Most of Des Moines is within the Highline Public Schools district; the neighborhoods of Woodmont and Redondo are within the Federal Way School District.

Elementary schools within Des Moines include Des Moines Elementary School, Midway Elementary School, North Hill Elementary School, Olympic Hill Elementary School, Parkside Elementary School, and Woodmont Elementary School (Woodmont is a part of the Federal Way School District).

Pacific Middle School and Mount Rainier High School are the secondary schools of Des Moines.

Des Moines students, pre-K through 8th grade, are also served by St. Philomena Catholic School and Holy Trinity Lutheran School.

===Colleges===
Highline College is in Des Moines.

CWU-Des Moines, a branch of Central Washington University, is co-located on the Highline College campus and offers several bachelor and graduate degrees.

==Parks and recreation==
Saltwater State Park is in Des Moines.

==Government==
Des Moines has as a council–manager form of government.

The Des Moines Police Department is the primary law enforcement agency for the city of Des Moines, Washington. It employs 30 sworn officers. The police chief will be Ted Boe, the former Chief of Burien.

==Transportation==
Des Moines is served by several regional highways: Interstate 5 to the east, which connects to Seattle and Tacoma; State Route 99, which runs along the east side; State Route 509 through downtown; and State Route 516 to Kent.

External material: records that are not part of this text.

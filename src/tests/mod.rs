mod wifi;
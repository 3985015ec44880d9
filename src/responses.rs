use atat::atat_derive::AtatResp;

/// Commands which gets just responded by OK. Responses are evaluated by the frame parser.
#[derive(Clone, AtatResp)]
pub struct NoResponse;
#[test]
fn test_join_mode_error() {
    let mut transport = MockTransport::new();
    transport.add_error_response();

    let mut adapter: AdapterType = Adapter::new(transport, MockTimer::running());
    let result = adapter.join("test_wifi", "secret", Mode::Blocking).unwrap_err();

    assert_eq!(JoinError::ModeError(Status::ERROR), result);

    let commands = adapter.transport.get_commands_as_strings();
    assert_eq!(1, commands.len());
    assert_eq!("AT+CWMODE_DEF=1\r\n", commands[0]);
}

#[test]
fn test_join_invalid_ssid_length() {
    let mut adapter: AdapterType = Adapter::new(MockTransport::new(), MockTimer::running());

    let result = adapter.join("0123456789012345678901234567890123", "secret", Mode::Blocking);

    assert_eq!(JoinError::InvalidSSIDLength, result.unwrap_err());
    assert!(adapter.transport.get_commands_as_strings().is_empty());
}

#[test]
fn test_join_invalid_password_length() {
    let mut adapter: AdapterType = Adapter::new(MockTransport::new(), MockTimer::running());
    let password = "x".repeat(65);

    let result = adapter.join("test_wifi", &password, Mode::Blocking);

    assert_eq!(JoinError::InvalidPasswordLength, result.unwrap_err());
    assert!(adapter.transport.get_commands_as_strings().is_empty());
}

#[test]
fn test_join_connect_fail() {
    let mut transport = MockTransport::new();
    transport.add_ok_response();
    transport.add_response(b"+CWJAP:1\r\n\r\nFAIL\r\n");

    let mut adapter: AdapterType = Adapter::new(transport, MockTimer::running());
    let result = adapter.join("test_wifi", "secret", Mode::Blocking).unwrap_err();

    assert_eq!(JoinError::ConnectError(Status::FAIL), result);
    assert_eq!(WifiState::Disconnected, adapter.wifi_state());

    let commands = adapter.transport.get_commands_as_strings();
    assert_eq!(2, commands.len());
    assert_eq!("AT+CWJAP_DEF=\"test_wifi\",\"secret\"\r\n", commands[1]);
}

#[test]
fn test_join_timeout() {
    let mut transport = MockTransport::new();
    transport.add_ok_response();
    transport.add_no_response();

    let mut adapter: AdapterType = Adapter::new(transport, MockTimer::expired());
    let result = adapter.join("test_wifi", "secret", Mode::Blocking).unwrap_err();

    assert_eq!(JoinError::ConnectError(Status::ERROR), result);
    assert_eq!(WifiState::Disconnected, adapter.wifi_state());
}

#[test]
fn test_join_blocking() {
    let mut transport = MockTransport::new();
    transport.add_ok_response();
    transport.add_response(JOIN_RESPONSE);
    transport.add_response(ADDRESS_RESPONSE);

    let mut adapter: AdapterType = Adapter::new(transport, MockTimer::running());
    let state = adapter.join("test_wifi", "secret", Mode::Blocking).unwrap();

    assert_eq!(
        JoinState {
            state: WifiState::Connected,
            ip_assigned: true
        },
        state
    );
    assert!(adapter.is_connected());
    assert_eq!(0x0A00_00B5, adapter.ip_address());

    let commands = adapter.transport.get_commands_as_strings();
    assert_eq!(
        vec![
            "AT+CWMODE_DEF=1\r\n",
            "AT+CWJAP_DEF=\"test_wifi\",\"secret\"\r\n",
            "AT+CIPSTA?\r\n"
        ],
        commands
    );
}

#[test]
fn test_join_uses_extended_timeout() {
    let mut transport = MockTransport::new();
    transport.add_ok_response();
    transport.add_response(JOIN_RESPONSE);
    transport.add_response(ADDRESS_RESPONSE);

    let mut timer = MockTimer::new();
    timer
        .expect_start()
        .withf(|duration| *duration == MockTimer::duration_ms(250))
        .returning(|_| Ok(()));
    timer
        .expect_start()
        .withf(|duration| *duration == MockTimer::duration_ms(16_000))
        .times(1..)
        .returning(|_| Ok(()));
    timer.expect_cancel().returning(|| Ok(()));
    timer.expect_wait().returning(|| Err(nb::Error::WouldBlock));

    let mut adapter: AdapterType = Adapter::new(transport, timer);
    adapter.join("test_wifi", "secret", Mode::Blocking).unwrap();
}

#[test]
fn test_join_non_blocking() {
    let mut transport = MockTransport::new();
    transport.add_ok_response();
    transport.add_response(JOIN_RESPONSE);

    let mut adapter: AdapterType = Adapter::new(transport, MockTimer::running());
    let state = adapter.join("test_wifi", "secret", Mode::NonBlocking).unwrap();

    assert_eq!(WifiState::Connecting, state.state);
    assert!(!state.ip_assigned);
    assert_eq!(2, adapter.transport.get_commands_as_strings().len());

    // Response is collected later
    let state = adapter.get_join_status();
    assert_eq!(WifiState::Connected, state.state);
    assert!(!state.ip_assigned);
    assert!(adapter.status().contains(Status::OK | Status::CONNECTED));
    assert_eq!(0, adapter.transport.pending_rx());
}

#[test]
fn test_leave() {
    let mut transport = MockTransport::new();
    transport.add_response(b"WIFI DISCONNECT\r\n\r\nOK\r\n");

    let mut adapter: AdapterType = Adapter::new(transport, MockTimer::running());
    adapter.session.set_ip_address(0x0A00_00B5);

    let outcome = adapter.leave();

    assert_eq!(Outcome::Completed(Status::DISCONNECTED | Status::OK), outcome);
    assert_eq!(WifiState::Disconnected, adapter.wifi_state());
    assert_eq!(None, adapter.local_ip());
    assert_eq!(vec!["AT+CWQAP\r\n"], adapter.transport.get_commands_as_strings());
}

#[test]
fn test_get_address_cached() {
    let mut adapter: AdapterType = Adapter::new(MockTransport::new(), MockTimer::running());
    adapter.session.set_ip_address(0x0A00_00B5);

    let address = adapter.get_address().unwrap();

    assert_eq!("10.0.0.181", address.to_string());
    assert!(adapter.transport.get_commands_as_strings().is_empty());
}

#[test]
fn test_get_address_queried() {
    let mut transport = MockTransport::new();
    transport.add_response(ADDRESS_RESPONSE);

    let mut adapter: AdapterType = Adapter::new(transport, MockTimer::running());
    let address = adapter.get_address().unwrap();

    assert_eq!("10.0.0.181", address.to_string());
    assert_eq!(WifiState::Connected, adapter.wifi_state());
    assert_eq!(vec!["AT+CIPSTA?\r\n"], adapter.transport.get_commands_as_strings());
}

#[test]
fn test_get_address_not_assigned() {
    let mut transport = MockTransport::new();
    transport.add_response(b"+CIPSTA:ip:\"0.0.0.0\"\r\n\r\nOK\r\n");

    let mut adapter: AdapterType = Adapter::new(transport, MockTimer::running());

    assert_eq!(None, adapter.get_address());
    assert_eq!(0, adapter.ip_address());
    assert!(adapter.status().contains(Status::GOT_IP));
}

#[test]
fn test_unsolicited_disconnect() {
    let mut adapter: AdapterType = Adapter::new(MockTransport::new(), MockTimer::running());
    adapter.session.set_ip_address(0x0A00_00B5);
    adapter.transport.add_unsolicited(b"WIFI DISCONNECT\r\n");

    let state = adapter.get_join_status();

    assert_eq!(WifiState::Disconnected, state.state);
    assert!(!state.ip_assigned);
}

#[test]
fn test_raw_command_accept_flag() {
    let mut transport = MockTransport::new();
    transport.add_response(b"\r\nready\r\n");

    let mut adapter: AdapterType = Adapter::new(transport, MockTimer::running());
    let outcome = adapter.send_raw_command("AT+RST", Status::READY, 2_000, Mode::Blocking);

    assert_eq!(Outcome::Completed(Status::READY), outcome);
    assert_eq!(vec!["AT+RST\r\n"], adapter.transport.get_commands_as_strings());
}

#[test]
fn test_raw_command_non_blocking() {
    let mut transport = MockTransport::new();
    transport.add_ok_response();

    let mut adapter: AdapterType = Adapter::new(transport, MockTimer::running());
    let outcome = adapter.send_raw_command("AT+GMR", Status::NONE, 250, Mode::NonBlocking);

    assert_eq!(Outcome::Pending, outcome);
    assert_eq!(Status::PENDING, outcome.status());
    assert_eq!(Status::NONE, adapter.status());

    adapter.poll();
    assert_eq!(Status::OK, adapter.status());
}

#[test]
fn test_command_grace_delay() {
    let mut transport = MockTransport::new();
    transport.add_ok_response();

    let mut adapter: AdapterType = Adapter::new(transport, MockTimer::running());
    adapter.send_raw_command("AT", Status::NONE, 250, Mode::Blocking);

    assert_eq!(vec![1_000], adapter.transport.delays);
}

#[test]
fn test_stale_bytes_flushed() {
    let mut transport = MockTransport::new();
    transport.add_unsolicited(b"ERROR\r\nbusy");
    transport.add_ok_response();

    let mut adapter: AdapterType = Adapter::new(transport, MockTimer::running());
    let outcome = adapter.send_raw_command("AT", Status::NONE, 250, Mode::Blocking);

    assert_eq!(Outcome::Completed(Status::OK), outcome);
}

#[test]
fn test_timeout_without_response() {
    let mut transport = MockTransport::new();
    transport.add_no_response();

    let mut adapter: AdapterType = Adapter::new(transport, MockTimer::expired());
    let outcome = adapter.send_raw_command("AT", Status::NONE, 250, Mode::Blocking);

    assert_eq!(Outcome::TimedOut(Status::ERROR), outcome);
    assert!(!outcome.is_ok());
}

King County Metro provides bus service from Des Moines to surrounding areas, including Burien Transit Center and Kent station. A park-and-ride lot at the Kent-Des Moines Road interchange has express buses to Seattle and Tacoma operated by Metro and Sound Transit Express. Kent Des Moines station on the Link light rail system was opened by Sound Transit in December 2025; it is located near Highline College and is served by the 1 Line. A shuttle bus formerly connected downtown Des Moines to the previous terminus of the line at Angle Lake station.

The city government launched a passenger ferry service in August 2022 to connect Bell Harbor Marina in Downtown Seattle to Des Moines Marina. The two-month pilot was operated by Puget Sound Express using MV Chilkat Express, a 60-passenger catamaran.

==City landmarks==
The City of Des Moines has designated the following landmark:

| Landmark | Built | Listed | Address | Photo |
|---|---|---|---|---|
| Des Moines Beach Park (the former Covenant Beach Bible Camp) | 1917–1931 | 2005 | Cliff Ave. and 220th St. 47°24′26″N 122°19′43″W﻿ / ﻿47.40722°N 122.32861°W |  |
| WPA Park Buildings Des Moines Activity Center | 1939–1940 | 1984 | 220th St. and 11th Ave S. 47°24′18″N 122°19′25″W﻿ / ﻿47.40500°N 122.32361°W |  |

==Notable people==
- Gregory Carroll, operatic tenor
- Peter H. Gregory, information security advisor and writer.